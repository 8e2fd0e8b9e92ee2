use crate::domain::models::{CheckInRecord, SeniorField, SeniorState};
use crate::infrastructure::error::InfraError;
use async_trait::async_trait;
use chrono::Datelike;
use std::collections::HashMap;
use std::sync::Mutex;

/// Remote document store holding the senior profile and check-in records.
#[async_trait]
pub trait SeniorStore: Send + Sync {
    /// `Ok(None)` when no document exists for the user yet.
    async fn get_senior_state(&self, user_id: &str) -> Result<Option<SeniorState>, InfraError>;

    async fn get_check_ins_for_month(
        &self,
        user_id: &str,
        year: i32,
        month: u32,
    ) -> Result<Vec<CheckInRecord>, InfraError>;

    /// Merges a single field into the user's document without touching its
    /// siblings, creating the document if it does not exist.
    async fn update_senior_field(
        &self,
        user_id: &str,
        field: SeniorField,
        value: bool,
    ) -> Result<(), InfraError>;
}

#[derive(Debug, Default)]
pub struct InMemorySeniorStore {
    seniors: Mutex<HashMap<String, SeniorState>>,
    check_ins: Mutex<HashMap<String, Vec<CheckInRecord>>>,
}

impl InMemorySeniorStore {
    fn normalized_id(user_id: &str) -> Option<String> {
        let normalized = user_id.trim();
        if normalized.is_empty() {
            return None;
        }
        Some(normalized.to_string())
    }

    pub fn put_senior_state(&self, user_id: &str, state: SeniorState) -> Result<(), InfraError> {
        let user_id = Self::normalized_id(user_id)
            .ok_or_else(|| InfraError::InvalidRecord("user id is required".to_string()))?;
        let mut seniors = self
            .seniors
            .lock()
            .map_err(|error| InfraError::Transport(format!("senior store lock poisoned: {error}")))?;
        seniors.insert(user_id, state);
        Ok(())
    }

    pub fn add_check_in(&self, user_id: &str, record: CheckInRecord) -> Result<(), InfraError> {
        let user_id = Self::normalized_id(user_id)
            .ok_or_else(|| InfraError::InvalidRecord("user id is required".to_string()))?;
        record.validate().map_err(InfraError::InvalidRecord)?;
        let mut check_ins = self
            .check_ins
            .lock()
            .map_err(|error| InfraError::Transport(format!("check-in store lock poisoned: {error}")))?;
        check_ins.entry(user_id).or_default().push(record);
        Ok(())
    }
}

#[async_trait]
impl SeniorStore for InMemorySeniorStore {
    async fn get_senior_state(&self, user_id: &str) -> Result<Option<SeniorState>, InfraError> {
        let Some(user_id) = Self::normalized_id(user_id) else {
            return Ok(None);
        };
        let seniors = self
            .seniors
            .lock()
            .map_err(|error| InfraError::Transport(format!("senior store lock poisoned: {error}")))?;
        Ok(seniors.get(&user_id).cloned())
    }

    async fn get_check_ins_for_month(
        &self,
        user_id: &str,
        year: i32,
        month: u32,
    ) -> Result<Vec<CheckInRecord>, InfraError> {
        let Some(user_id) = Self::normalized_id(user_id) else {
            return Ok(Vec::new());
        };
        let check_ins = self
            .check_ins
            .lock()
            .map_err(|error| InfraError::Transport(format!("check-in store lock poisoned: {error}")))?;
        Ok(check_ins
            .get(&user_id)
            .map(|records| {
                records
                    .iter()
                    .filter(|record| {
                        record.timestamp.year() == year && record.timestamp.month() == month
                    })
                    .cloned()
                    .collect()
            })
            .unwrap_or_default())
    }

    async fn update_senior_field(
        &self,
        user_id: &str,
        field: SeniorField,
        value: bool,
    ) -> Result<(), InfraError> {
        let user_id = Self::normalized_id(user_id).ok_or(InfraError::NotAuthenticated)?;
        let mut seniors = self
            .seniors
            .lock()
            .map_err(|error| InfraError::Transport(format!("senior store lock poisoned: {error}")))?;
        seniors.entry(user_id).or_default().set_field(field, value);
        Ok(())
    }
}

_Task objective_: Lines holding the string "entry" must be copied out of the entries above.

_Response area_:
        check_ins.entry(user_id).or_default().push(record);
        seniors.entry(user_id).or_default().set_field(field, value);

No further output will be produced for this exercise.